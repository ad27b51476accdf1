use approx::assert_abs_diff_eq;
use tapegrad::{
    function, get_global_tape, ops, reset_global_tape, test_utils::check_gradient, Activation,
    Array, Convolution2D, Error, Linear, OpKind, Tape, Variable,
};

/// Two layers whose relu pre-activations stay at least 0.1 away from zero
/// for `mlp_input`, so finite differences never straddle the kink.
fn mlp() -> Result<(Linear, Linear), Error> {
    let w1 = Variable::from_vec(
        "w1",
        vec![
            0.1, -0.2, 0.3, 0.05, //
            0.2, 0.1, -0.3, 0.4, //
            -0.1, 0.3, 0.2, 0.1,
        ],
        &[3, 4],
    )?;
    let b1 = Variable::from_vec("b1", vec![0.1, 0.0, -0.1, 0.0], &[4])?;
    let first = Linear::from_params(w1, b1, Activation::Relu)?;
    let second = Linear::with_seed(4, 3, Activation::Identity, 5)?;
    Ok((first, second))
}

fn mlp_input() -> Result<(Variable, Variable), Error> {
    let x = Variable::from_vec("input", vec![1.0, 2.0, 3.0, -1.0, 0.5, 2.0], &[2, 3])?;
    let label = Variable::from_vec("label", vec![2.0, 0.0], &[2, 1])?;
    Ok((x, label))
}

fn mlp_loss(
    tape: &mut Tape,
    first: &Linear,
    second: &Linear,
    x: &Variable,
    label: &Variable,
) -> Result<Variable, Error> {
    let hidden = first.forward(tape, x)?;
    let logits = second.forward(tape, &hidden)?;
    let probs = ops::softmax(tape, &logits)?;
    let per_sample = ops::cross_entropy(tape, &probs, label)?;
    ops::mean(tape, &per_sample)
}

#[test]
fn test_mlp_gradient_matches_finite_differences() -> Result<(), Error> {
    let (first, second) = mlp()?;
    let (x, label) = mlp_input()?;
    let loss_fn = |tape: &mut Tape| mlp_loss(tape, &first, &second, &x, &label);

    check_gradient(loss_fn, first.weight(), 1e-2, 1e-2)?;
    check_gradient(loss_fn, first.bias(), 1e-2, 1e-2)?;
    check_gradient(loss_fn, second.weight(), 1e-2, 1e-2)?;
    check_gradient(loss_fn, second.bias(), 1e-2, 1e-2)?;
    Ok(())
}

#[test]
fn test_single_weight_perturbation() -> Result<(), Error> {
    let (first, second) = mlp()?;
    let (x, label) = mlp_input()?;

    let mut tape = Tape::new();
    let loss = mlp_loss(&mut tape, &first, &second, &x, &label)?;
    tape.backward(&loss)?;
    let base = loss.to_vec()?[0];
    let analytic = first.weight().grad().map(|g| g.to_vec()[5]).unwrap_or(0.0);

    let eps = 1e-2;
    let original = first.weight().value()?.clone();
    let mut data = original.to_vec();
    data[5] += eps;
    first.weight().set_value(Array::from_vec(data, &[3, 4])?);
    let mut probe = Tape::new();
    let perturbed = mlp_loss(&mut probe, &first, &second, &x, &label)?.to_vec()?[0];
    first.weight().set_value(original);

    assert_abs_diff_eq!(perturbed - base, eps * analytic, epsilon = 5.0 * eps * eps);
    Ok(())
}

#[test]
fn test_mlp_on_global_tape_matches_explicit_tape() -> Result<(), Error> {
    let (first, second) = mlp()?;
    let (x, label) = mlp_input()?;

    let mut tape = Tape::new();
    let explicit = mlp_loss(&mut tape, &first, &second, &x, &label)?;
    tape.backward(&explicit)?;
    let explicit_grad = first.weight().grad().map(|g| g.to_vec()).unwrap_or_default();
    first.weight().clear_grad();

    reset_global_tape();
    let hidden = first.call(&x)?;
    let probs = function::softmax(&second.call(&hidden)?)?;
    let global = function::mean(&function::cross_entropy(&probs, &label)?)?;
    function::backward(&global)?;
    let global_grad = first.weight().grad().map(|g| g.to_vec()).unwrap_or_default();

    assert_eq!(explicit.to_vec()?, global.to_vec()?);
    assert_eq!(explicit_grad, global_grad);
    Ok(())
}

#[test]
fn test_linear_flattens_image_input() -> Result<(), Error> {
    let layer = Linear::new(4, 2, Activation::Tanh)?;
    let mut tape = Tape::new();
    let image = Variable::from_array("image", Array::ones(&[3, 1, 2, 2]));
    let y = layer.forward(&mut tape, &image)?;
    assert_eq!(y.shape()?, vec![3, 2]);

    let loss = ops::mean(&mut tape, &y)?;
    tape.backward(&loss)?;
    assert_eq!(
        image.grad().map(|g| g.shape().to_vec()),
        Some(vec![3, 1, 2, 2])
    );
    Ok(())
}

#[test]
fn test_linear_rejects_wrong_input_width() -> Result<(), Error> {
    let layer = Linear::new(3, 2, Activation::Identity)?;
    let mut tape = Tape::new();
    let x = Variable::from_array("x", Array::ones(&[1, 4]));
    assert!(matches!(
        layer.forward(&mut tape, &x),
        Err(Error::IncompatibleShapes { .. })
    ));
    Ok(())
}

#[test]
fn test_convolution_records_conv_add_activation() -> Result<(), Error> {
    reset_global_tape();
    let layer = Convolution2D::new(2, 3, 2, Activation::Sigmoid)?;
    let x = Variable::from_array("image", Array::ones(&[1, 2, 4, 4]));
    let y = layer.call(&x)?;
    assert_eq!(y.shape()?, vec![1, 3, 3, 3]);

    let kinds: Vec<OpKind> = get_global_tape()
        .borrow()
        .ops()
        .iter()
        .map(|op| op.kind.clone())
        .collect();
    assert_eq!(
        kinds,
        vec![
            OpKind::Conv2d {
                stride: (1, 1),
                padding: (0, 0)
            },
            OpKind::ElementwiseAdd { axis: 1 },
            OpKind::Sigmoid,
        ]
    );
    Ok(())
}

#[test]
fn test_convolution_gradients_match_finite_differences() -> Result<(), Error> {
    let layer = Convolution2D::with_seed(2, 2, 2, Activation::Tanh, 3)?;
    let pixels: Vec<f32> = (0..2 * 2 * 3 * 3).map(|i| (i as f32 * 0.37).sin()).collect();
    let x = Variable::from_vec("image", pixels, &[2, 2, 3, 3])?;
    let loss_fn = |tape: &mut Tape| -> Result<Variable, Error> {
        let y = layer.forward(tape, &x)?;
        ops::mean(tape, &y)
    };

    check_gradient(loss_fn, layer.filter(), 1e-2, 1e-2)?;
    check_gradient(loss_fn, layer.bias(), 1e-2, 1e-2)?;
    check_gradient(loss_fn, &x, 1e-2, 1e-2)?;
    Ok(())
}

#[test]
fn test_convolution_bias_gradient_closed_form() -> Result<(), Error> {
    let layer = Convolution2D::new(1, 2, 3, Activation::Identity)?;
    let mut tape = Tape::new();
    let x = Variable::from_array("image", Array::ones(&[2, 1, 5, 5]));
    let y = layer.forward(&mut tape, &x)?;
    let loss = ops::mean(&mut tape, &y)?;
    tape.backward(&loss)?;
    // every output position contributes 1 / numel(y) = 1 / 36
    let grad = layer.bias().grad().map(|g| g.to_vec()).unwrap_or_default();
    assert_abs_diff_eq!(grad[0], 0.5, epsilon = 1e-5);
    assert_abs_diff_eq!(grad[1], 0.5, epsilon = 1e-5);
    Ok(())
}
____________
Your objective — The line containing "fn test_mlp_gradient_matches_finite_differences() ->" marks the end. Please print exactly every line from the top of the data to it, both included, and nothing more.

Answer space —
repository ad27b51476accdf1
use approx::assert_abs_diff_eq;
use tapegrad::{
    function, get_global_tape, ops, reset_global_tape, test_utils::check_gradient, Activation,
    Array, Convolution2D, Error, Linear, OpKind, Tape, Variable,
};

/// Two layers whose relu pre-activations stay at least 0.1 away from zero
/// for `mlp_input`, so finite differences never straddle the kink.
fn mlp() -> Result<(Linear, Linear), Error> {
    let w1 = Variable::from_vec(
        "w1",
        vec![
            0.1, -0.2, 0.3, 0.05, //
            0.2, 0.1, -0.3, 0.4, //
            -0.1, 0.3, 0.2, 0.1,
        ],
        &[3, 4],
    )?;
    let b1 = Variable::from_vec("b1", vec![0.1, 0.0, -0.1, 0.0], &[4])?;
    let first = Linear::from_params(w1, b1, Activation::Relu)?;
    let second = Linear::with_seed(4, 3, Activation::Identity, 5)?;
    Ok((first, second))
}

fn mlp_input() -> Result<(Variable, Variable), Error> {
    let x = Variable::from_vec("input", vec![1.0, 2.0, 3.0, -1.0, 0.5, 2.0], &[2, 3])?;
    let label = Variable::from_vec("label", vec![2.0, 0.0], &[2, 1])?;
    Ok((x, label))
}

fn mlp_loss(
    tape: &mut Tape,
    first: &Linear,
    second: &Linear,
    x: &Variable,
    label: &Variable,
) -> Result<Variable, Error> {
    let hidden = first.forward(tape, x)?;
    let logits = second.forward(tape, &hidden)?;
    let probs = ops::softmax(tape, &logits)?;
    let per_sample = ops::cross_entropy(tape, &probs, label)?;
    ops::mean(tape, &per_sample)
}

#[test]
fn test_mlp_gradient_matches_finite_differences() -> Result<(), Error> {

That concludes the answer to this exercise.